Task to complete: Each line below from the one containing "pub mod drivers;" through the one containing "pub mod shutdown;" should be output exactly as it stands, and no other line should appear.

(Stored items)

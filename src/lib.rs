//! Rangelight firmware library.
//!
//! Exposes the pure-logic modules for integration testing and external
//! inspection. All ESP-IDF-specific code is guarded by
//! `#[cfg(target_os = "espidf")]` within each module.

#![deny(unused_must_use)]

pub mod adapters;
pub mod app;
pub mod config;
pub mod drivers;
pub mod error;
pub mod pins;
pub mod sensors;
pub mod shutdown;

--

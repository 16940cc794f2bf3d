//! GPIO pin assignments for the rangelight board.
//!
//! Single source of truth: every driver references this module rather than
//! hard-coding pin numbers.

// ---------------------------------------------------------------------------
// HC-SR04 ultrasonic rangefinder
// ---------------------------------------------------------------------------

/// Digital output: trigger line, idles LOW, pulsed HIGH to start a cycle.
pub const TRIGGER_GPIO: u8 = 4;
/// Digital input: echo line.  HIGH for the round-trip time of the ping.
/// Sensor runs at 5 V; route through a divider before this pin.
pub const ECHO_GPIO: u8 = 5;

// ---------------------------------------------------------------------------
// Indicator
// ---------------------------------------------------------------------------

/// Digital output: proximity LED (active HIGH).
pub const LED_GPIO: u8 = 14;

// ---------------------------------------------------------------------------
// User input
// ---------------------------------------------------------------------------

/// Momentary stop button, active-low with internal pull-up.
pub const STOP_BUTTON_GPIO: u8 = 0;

Exercise answer:
pub mod drivers;
pub mod error;
pub mod pins;
pub mod sensors;
pub mod shutdown;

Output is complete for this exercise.